Content-centric XML: Coming Soon to an Intranet Near You?


Content-centric XML hasn't followed its original five-year script. Celebrating its fifth birthday as a standard last February, XML was supposed to supplant HTML, shift the burden of processing Web sites from servers to underutilized client PCs, and achieve the holy grail of "create once, reuse many times." Although use of XML to transfer information between applications was one of the World Wide Web Consortium's original goals, emphasis was on content-centric XML: Web pages and documents. What happened in the past five years to divert XML from its original use, and how does this affect plans for your content today? Imagine a worldwide content network where every piece of content on one network node was understandable by every other node. To do this, all content must be intelligible to each node, even though the nature of the content in this networked universe varies widely. Each node's content would need its own vocabulary, with a common and shared grammar and syntax. XML provides content with this foundation. In its brief lifetime, XML has inspired and refined hundreds of specialized vocabularies or document models. Expressed in document type definitions or schemas, these models are often called "schemas," ranging from obviously practical models like MathML to niche esoterica. I recently found a niche XML model to analyze (put delicately) swine waste. (My pig-farmer grandfather must be chuckling in the hereafter.) The exponential growth of schemas has made XML difficult to assimilate, and dozens of related XML standards have also slowed product offerings. If we still need to ask a buddy or call the HELP desk with MS Word problems, why spend a pixel's worth of ink on content-centric XML? Should you develop an XML strategy for your intranet, where most of your enterprise content probably resides?

For openers, the availability and cost of getting started has dropped dramatically. XML authoring tools have gone from pricey with expensive customization to low-priced or free and increasingly mainstream often working via familiar browsers. Microsoft, with its sixth sense for maturing markets, will support XML in its upcoming Office 11 suite. Lastly, although XML originally emphasized text content, multimedia use is also increasing, especially on intranets. And now here's the XML-intranet connection.

Intranets often provide employees with external newsfeeds. It's easy linking to these feeds, if you're satisfied with employees jumping outside the firewall or viewing them in a pop-up window. If that's all you want, then basic HTML (or XHTML) works fine. But if you'd like to store that news locally, index and search it, or—gasp—contribute new content expressed in XML, consider NewsML. "News Markup Language" is an XML schema conceived by Reuters, developed and ratified by the International Press Telecommunications Council, and increasingly a standard for composing and delivering news. NewsML provides a way to produce news and maintain its metadata, and it supports text and rich media. Intranets can use automated processes to deliver NewsML content to a wide variety of devices such as financial service desktops, Web sites, and mobile phones. Journalists can write news stories using standard XML authoring tools in several languages. Altova, for one, supports NewsML in its products, including its free "Authentic." CambridgeDocs recently announced that its xDoc XML Converter works with Altova's products to convert legacy content to XML. Although NewsML isn't a one-size-fits-all model (no model is), its adoption is growing both by news organizations creating syndicated content as well as intranets delivering that content.

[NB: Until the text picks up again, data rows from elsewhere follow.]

//! CLI integration tests for the backtest command orchestration.
//!
//! Tests cover:
//! - `[backtest]` parsing (build_backtest_settings, resolve_symbols)
//! - Fetch window padding and per-symbol output paths
//! - Dry-run and validate with real INI files on disk
//! - Full pipeline with MockDataPort and the trade CSV writer
//! - Active-position lookup
//! - End-to-end run over candle CSV files

mod common;

use clap::Parser;
use common::*;
use orbtrader::adapters::file_config_adapter::FileConfigAdapter;
use orbtrader::adapters::trade_csv_adapter::TradeCsvAdapter;
use orbtrader::cli::{self, Cli};
use orbtrader::domain::config::build_strategy_config;
use orbtrader::domain::error::OrbtraderError;
use orbtrader::domain::trade::TRADE_COLUMNS;
use std::io::Write;
use std::path::{Path, PathBuf};

fn write_temp_ini(content: &str) -> tempfile::NamedTempFile {
    let mut file = tempfile::NamedTempFile::new().unwrap();
    file.write_all(content.as_bytes()).unwrap();
    file.flush().unwrap();
    file
}

const VALID_INI: &str = r#"
[backtest]
symbols = BTCUSDT, ethusdt
mode = session
start_date = 2024-05-06
end_date = 2024-05-07
data_dir = /tmp/candles

[strategy]
risk_per_trade = 100
orb_multiplier = 1.0
take_profit_multiplier = 2.0
max_daily_trades = 1
force_one_trade = false

[session]
timezone = UTC
orb_window = 0-1
entry_window = 1-20
exit_window = 20-24
full_day_trading = false
session_trading = true

[costs]
commission_rate = 0
slippage_rate = 0
"#;

fn breakout_day(day: u32) -> Vec<orbtrader::domain::candle::Candle> {
    vec![
        make_candle(utc(2024, 5, day, 0, 0), 100.0, 105.0, 95.0, 100.0),
        make_candle(utc(2024, 5, day, 1, 0), 100.0, 107.0, 99.0, 106.0),
        make_candle(utc(2024, 5, day, 20, 0), 106.0, 109.0, 105.0, 108.0),
    ]
}

fn read_rows(path: &Path) -> (Vec<String>, Vec<csv::StringRecord>) {
    let mut rdr = csv::Reader::from_path(path).unwrap();
    let headers = rdr.headers().unwrap().iter().map(String::from).collect();
    let rows = rdr.records().map(|r| r.unwrap()).collect();
    (headers, rows)
}

mod settings {
    use super::*;

    #[test]
    fn build_backtest_settings_valid_full() {
        let adapter = FileConfigAdapter::from_string(VALID_INI).unwrap();
        let settings = cli::build_backtest_settings(&adapter, None).unwrap();

        assert_eq!(settings.symbols, vec!["BTCUSDT", "ETHUSDT"]);
        assert_eq!(settings.mode.as_deref(), Some("session"));
        assert_eq!(settings.start_date, date(2024, 5, 6));
        assert_eq!(settings.end_date, date(2024, 5, 7));
        assert_eq!(settings.data_dir, PathBuf::from("/tmp/candles"));
    }

    #[test]
    fn build_backtest_settings_defaults() {
        let ini = "[backtest]\nsymbol = solusdt\nstart_date = 2024-01-01\nend_date = 2024-01-31\n";
        let adapter = FileConfigAdapter::from_string(ini).unwrap();
        let settings = cli::build_backtest_settings(&adapter, None).unwrap();

        assert_eq!(settings.symbols, vec!["SOLUSDT"]);
        assert_eq!(settings.mode, None);
        assert_eq!(settings.data_dir, PathBuf::from("data"));
    }

    #[test]
    fn symbol_override_replaces_list() {
        let adapter = FileConfigAdapter::from_string(VALID_INI).unwrap();
        let settings = cli::build_backtest_settings(&adapter, Some("xrpusdt")).unwrap();
        assert_eq!(settings.symbols, vec!["XRPUSDT"]);
    }

    #[test]
    fn missing_start_date() {
        let ini = "[backtest]\nsymbols = BTCUSDT\nend_date = 2024-12-31\n";
        let adapter = FileConfigAdapter::from_string(ini).unwrap();
        let err = cli::build_backtest_settings(&adapter, None).unwrap_err();
        assert!(matches!(err, OrbtraderError::ConfigMissing { key, .. } if key == "start_date"));
    }

    #[test]
    fn invalid_date_format() {
        let ini = "[backtest]\nsymbols = BTCUSDT\nstart_date = 2024/01/01\nend_date = 2024-12-31\n";
        let adapter = FileConfigAdapter::from_string(ini).unwrap();
        let err = cli::build_backtest_settings(&adapter, None).unwrap_err();
        assert!(matches!(err, OrbtraderError::ConfigInvalid { key, .. } if key == "start_date"));
    }

    #[test]
    fn reversed_dates_rejected() {
        let ini = "[backtest]\nsymbols = BTCUSDT\nstart_date = 2024-02-01\nend_date = 2024-01-01\n";
        let adapter = FileConfigAdapter::from_string(ini).unwrap();
        let err = cli::build_backtest_settings(&adapter, None).unwrap_err();
        assert!(matches!(err, OrbtraderError::ConfigInvalid { key, .. } if key == "end_date"));
    }

    #[test]
    fn missing_symbols() {
        let ini = "[backtest]\nstart_date = 2024-01-01\nend_date = 2024-01-31\n";
        let adapter = FileConfigAdapter::from_string(ini).unwrap();
        let err = cli::build_backtest_settings(&adapter, None).unwrap_err();
        assert!(matches!(err, OrbtraderError::ConfigMissing { key, .. } if key == "symbols"));
    }

    #[test]
    fn duplicate_symbols_rejected() {
        let adapter = FileConfigAdapter::from_string("[backtest]\nsymbols = BTCUSDT,btcusdt\n").unwrap();
        let err = cli::resolve_symbols(None, &adapter).unwrap_err();
        assert!(matches!(err, OrbtraderError::Universe(_)));
    }

    #[test]
    fn fetch_window_pads_for_trend_and_exits() {
        let adapter = FileConfigAdapter::from_string(VALID_INI).unwrap();
        let settings = cli::build_backtest_settings(&adapter, None).unwrap();
        let mut strategy = build_strategy_config(&adapter).unwrap();

        assert_eq!(
            cli::fetch_window(&settings, &strategy),
            (date(2024, 5, 5), date(2024, 5, 10))
        );

        strategy.use_daily_trend_filter = true;
        strategy.trend_ma_period = 5;
        let (start, _) = cli::fetch_window(&settings, &strategy);
        assert_eq!(start, date(2024, 4, 29));
    }

    #[test]
    fn output_path_per_symbol() {
        let out = Path::new("results/trades.csv");
        assert_eq!(cli::output_path_for(out, "BTCUSDT", false), PathBuf::from("results/trades.csv"));
        assert_eq!(
            cli::output_path_for(out, "BTCUSDT", true),
            PathBuf::from("results/trades_BTCUSDT.csv")
        );
        assert_eq!(
            cli::output_path_for(Path::new("out"), "ETHUSDT", true),
            PathBuf::from("out_ETHUSDT.csv")
        );
    }
}

mod dry_run {
    use super::*;

    #[test]
    fn dry_run_valid_config_succeeds() {
        let file = write_temp_ini(VALID_INI);
        let exit_code = cli::run_dry_run(file.path(), None);
        assert!(exit_code_is(exit_code, 0));
    }

    #[test]
    fn dry_run_missing_file_is_config_error() {
        let exit_code = cli::run_dry_run(Path::new("/nonexistent/path/config.ini"), None);
        assert!(exit_code_is(exit_code, 2));
    }

    #[test]
    fn dry_run_invalid_strategy_fails() {
        let ini = VALID_INI.replace("max_daily_trades = 1", "max_daily_trades = 0");
        let file = write_temp_ini(&ini);
        let exit_code = cli::run_dry_run(file.path(), None);
        assert!(exit_code_is(exit_code, 2));
    }

    #[test]
    fn dry_run_bad_timezone_fails() {
        let ini = VALID_INI.replace("timezone = UTC", "timezone = Mars/Olympus");
        let file = write_temp_ini(&ini);
        assert!(exit_code_is(cli::run_dry_run(file.path(), None), 2));
    }
}

mod commands {
    use super::*;

    #[test]
    fn parses_backtest_arguments() {
        let parsed = Cli::try_parse_from([
            "orbtrader",
            "backtest",
            "--config",
            "orb.ini",
            "--symbol",
            "BTCUSDT",
            "--output",
            "out.csv",
            "--dry-run",
        ])
        .unwrap();
        match parsed.command {
            cli::Command::Backtest {
                config,
                symbol,
                output,
                dry_run,
            } => {
                assert_eq!(config, PathBuf::from("orb.ini"));
                assert_eq!(symbol.as_deref(), Some("BTCUSDT"));
                assert_eq!(output, Some(PathBuf::from("out.csv")));
                assert!(dry_run);
            }
            other => panic!("unexpected command {other:?}"),
        }
    }

    #[test]
    fn active_requires_symbol() {
        assert!(Cli::try_parse_from(["orbtrader", "active", "--config", "orb.ini"]).is_err());
    }

    #[test]
    fn validate_command_runs() {
        let file = write_temp_ini(VALID_INI);
        let path = file.path().to_string_lossy().into_owned();
        let parsed = Cli::try_parse_from(["orbtrader", "validate", "--config", path.as_str()]).unwrap();
        assert!(exit_code_is(cli::run(parsed), 0));
    }
}

mod pipeline {
    use super::*;

    fn settings(symbols: &[&str]) -> cli::BacktestSettings {
        cli::BacktestSettings {
            symbols: symbols.iter().map(|s| s.to_string()).collect(),
            mode: Some("session".into()),
            start_date: date(2024, 5, 6),
            end_date: date(2024, 5, 7),
            data_dir: PathBuf::from("unused"),
        }
    }

    #[test]
    fn writes_trade_csv_for_single_symbol() {
        let mut candles = breakout_day(6);
        candles.extend(breakout_day(7));
        let port = MockDataPort::new().with_candles("BTCUSDT", candles);
        let dir = tempfile::TempDir::new().unwrap();
        let out = dir.path().join("trades.csv");

        let exit_code = cli::run_backtest_pipeline(
            &port,
            &TradeCsvAdapter::new(),
            &session_config(),
            &settings(&["BTCUSDT"]),
            &out,
        );
        assert!(exit_code_is(exit_code, 0));

        let (headers, rows) = read_rows(&out);
        assert_eq!(headers, TRADE_COLUMNS.to_vec());
        assert_eq!(rows.len(), 2);
        assert_eq!(&rows[0][0], "2024-05-06");
        assert_eq!(&rows[0][2], "long");
        assert_eq!(&rows[0][8], "session_close");
        assert_eq!(&rows[0][9], "20");
        assert_eq!(&rows[0][11], "false");
        assert_eq!(&rows[0][12], "session");
    }

    #[test]
    fn symbol_without_trades_still_gets_header() {
        let quiet = vec![
            make_candle(utc(2024, 5, 6, 0, 0), 100.0, 105.0, 95.0, 100.0),
            make_candle(utc(2024, 5, 6, 1, 0), 100.0, 101.0, 99.0, 100.0),
        ];
        let port = MockDataPort::new()
            .with_candles("BTCUSDT", breakout_day(6))
            .with_candles("ETHUSDT", quiet);
        let dir = tempfile::TempDir::new().unwrap();
        let out = dir.path().join("trades.csv");

        let exit_code = cli::run_backtest_pipeline(
            &port,
            &TradeCsvAdapter::new(),
            &session_config(),
            &settings(&["BTCUSDT", "ETHUSDT"]),
            &out,
        );
        assert!(exit_code_is(exit_code, 0));

        let (_, btc_rows) = read_rows(&dir.path().join("trades_BTCUSDT.csv"));
        assert_eq!(btc_rows.len(), 1);
        let (eth_headers, eth_rows) = read_rows(&dir.path().join("trades_ETHUSDT.csv"));
        assert_eq!(eth_headers.len(), 13);
        assert!(eth_rows.is_empty());
    }

    #[test]
    fn no_loadable_symbols_fails() {
        let port = MockDataPort::new().with_error("BTCUSDT", "offline");
        let dir = tempfile::TempDir::new().unwrap();
        let exit_code = cli::run_backtest_pipeline(
            &port,
            &TradeCsvAdapter::new(),
            &session_config(),
            &settings(&["BTCUSDT"]),
            &dir.path().join("trades.csv"),
        );
        assert!(exit_code_is(exit_code, 2));
        assert!(!dir.path().join("trades.csv").exists());
    }

    #[test]
    fn active_without_data_is_no_data() {
        let port = MockDataPort::new();
        let exit_code = cli::run_active_pipeline(&port, &session_config(), &settings(&["BTCUSDT"]), "BTCUSDT");
        assert!(exit_code_is(exit_code, 5));
    }

    #[test]
    fn active_with_open_position_succeeds() {
        let open = breakout_day(7)[..2].to_vec();
        let port = MockDataPort::new().with_candles("BTCUSDT", open);
        let exit_code = cli::run_active_pipeline(&port, &session_config(), &settings(&["BTCUSDT"]), "BTCUSDT");
        assert!(exit_code_is(exit_code, 0));
    }
}

mod end_to_end {
    use super::*;

    #[test]
    fn backtest_over_csv_files() {
        let data = tempfile::TempDir::new().unwrap();
        std::fs::write(
            data.path().join("BTCUSDT.csv"),
            "timestamp,open,high,low,close,volume\n\
             2024-05-06T00:00:00Z,100,105,95,100,10\n\
             2024-05-06T01:00:00Z,100,107,99,106,12\n\
             2024-05-06T20:00:00Z,106,109,105,108,9\n",
        )
        .unwrap();

        let ini = VALID_INI
            .replace("symbols = BTCUSDT, ethusdt", "symbols = BTCUSDT")
            .replace("data_dir = /tmp/candles", &format!("data_dir = {}", data.path().display()));
        let config = write_temp_ini(&ini);
        let out = data.path().join("report").join("trades.csv");

        let config_arg = config.path().to_string_lossy().into_owned();
        let out_arg = out.to_string_lossy().into_owned();
        let parsed = Cli::try_parse_from([
            "orbtrader",
            "backtest",
            "--config",
            config_arg.as_str(),
            "--output",
            out_arg.as_str(),
        ])
        .unwrap();
        eprintln!("running {parsed:?}");
        assert!(exit_code_is(cli::run(parsed), 0));

        let (headers, rows) = read_rows(&out);
        assert_eq!(headers, TRADE_COLUMNS.to_vec());
        assert_eq!(rows.len(), 1);
        assert_eq!(&rows[0][1], "2024-05-06T01:00:00+00:00");
        assert_eq!(&rows[0][7], "108");
        assert_eq!(&rows[0][10], "0.2");
    }
}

NewsML works its magic with a carefully conceived schema that packages news items, regardless of language or media type, with robust metadata. News "envelopes" contain one or more news items, which in turn contain one or more components in one or more written or spoken languages. Envelopes describe items with attributes like date and time sent, news service, and priority. Text, images, video, and sound can be packaged in an item as hyperlinks.

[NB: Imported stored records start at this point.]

//! Trade-level summary statistics.

use std::collections::BTreeMap;

use super::position::Side;
use super::trade::{ExitReason, Trade};

#[derive(Debug, Clone, PartialEq)]
pub struct TradeMetrics {
    pub total_trades: usize,
    pub trades_won: usize,
    pub trades_lost: usize,
    pub trades_breakeven: usize,
    pub win_rate: f64,
    pub profit_factor: f64,
    pub total_pnl: f64,
    pub avg_pnl: f64,
    pub total_r: f64,
    pub avg_r: f64,
    pub avg_win: f64,
    pub avg_loss: f64,
    pub largest_win: f64,
    pub largest_loss: f64,
    /// Largest peak-to-trough fall of cumulative net PnL, in quote units.
    pub max_drawdown: f64,
    pub avg_holding_hours: f64,
    pub fallback_trades: usize,
    pub long_trades: usize,
    pub short_trades: usize,
    pub exit_reasons: BTreeMap<ExitReason, usize>,
}

impl TradeMetrics {
    pub fn compute(trades: &[Trade]) -> Self {
        let mut trades_won = 0usize;
        let mut trades_lost = 0usize;
        let mut trades_breakeven = 0usize;
        let mut total_wins = 0.0_f64;
        let mut total_losses = 0.0_f64;
        let mut largest_win = 0.0_f64;
        let mut largest_loss = 0.0_f64;
        let mut total_r = 0.0_f64;
        let mut holding_minutes = 0i64;
        let mut fallback_trades = 0usize;
        let mut long_trades = 0usize;
        let mut exit_reasons = BTreeMap::new();

        for trade in trades {
            let pnl = trade.pnl_quote;
            if pnl > 0.0 {
                trades_won += 1;
                total_wins += pnl;
                largest_win = largest_win.max(pnl);
            } else if pnl < 0.0 {
                trades_lost += 1;
                total_losses += pnl.abs();
                largest_loss = largest_loss.max(pnl.abs());
            } else {
                trades_breakeven += 1;
            }

            total_r += trade.r_multiple;
            holding_minutes += (trade.exit_time - trade.entry_time).num_minutes();
            if trade.used_fallback {
                fallback_trades += 1;
            }
            if trade.side == Side::Long {
                long_trades += 1;
            }
            *exit_reasons.entry(trade.exit_reason).or_insert(0) += 1;
        }

        let total_trades = trades.len();
        let per_trade = |total: f64| {
            if total_trades > 0 {
                total / total_trades as f64
            } else {
                0.0
            }
        };

        let profit_factor = if total_losses > 0.0 {
            total_wins / total_losses
        } else if total_wins > 0.0 {
            f64::INFINITY
        } else {
            0.0
        };

        let total_pnl = total_wins - total_losses;

        TradeMetrics {
            total_trades,
            trades_won,
            trades_lost,
            trades_breakeven,
            win_rate: per_trade(trades_won as f64),
            profit_factor,
            total_pnl,
            avg_pnl: per_trade(total_pnl),
            total_r,
            avg_r: per_trade(total_r),
            avg_win: if trades_won > 0 {
                total_wins / trades_won as f64
            } else {
                0.0
            },
            avg_loss: if trades_lost > 0 {
                total_losses / trades_lost as f64
            } else {
                0.0
            },
            largest_win,
            largest_loss,
            max_drawdown: compute_drawdown(trades),
            avg_holding_hours: per_trade(holding_minutes as f64 / 60.0),
            fallback_trades,
            long_trades,
            short_trades: total_trades - long_trades,
            exit_reasons,
        }
    }

    pub fn exit_count(&self, reason: ExitReason) -> usize {
        self.exit_reasons.get(&reason).copied().unwrap_or(0)
    }
}

fn compute_drawdown(trades: &[Trade]) -> f64 {
    let mut equity = 0.0_f64;
    let mut peak = 0.0_f64;
    let mut max_dd = 0.0_f64;

    for trade in trades {
        equity += trade.pnl_quote;
        peak = peak.max(equity);
        max_dd = max_dd.max(peak - equity);
    }

    max_dd
}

And Gregor Geiermann, a consultant with NetFederation Interactive Media, actually uses NewsML and has success stories to tell: Aventis, a European pharmaceutical firm, upgraded its content to NewsML and now uses a huge corporate intranet with dozens of portals, databases, and content management systems around the world working via one central corporate newsroom. A large European banking consortium uses NewsML to centralize its corporate communication and guarantee a seamless flow of information to affiliated company portals. Geiermann says, "Editors type their stories using an office-like WYSIWYG Web interface. The future of XML authoring will be browser-based editors."

Yet this is but one picture of XML success: Controlled, disciplined structure; multilingual; support for rich media; controlled metadata, without forcing content creators to become XML geeks. Happy fifth birthday, XML. You got your wish.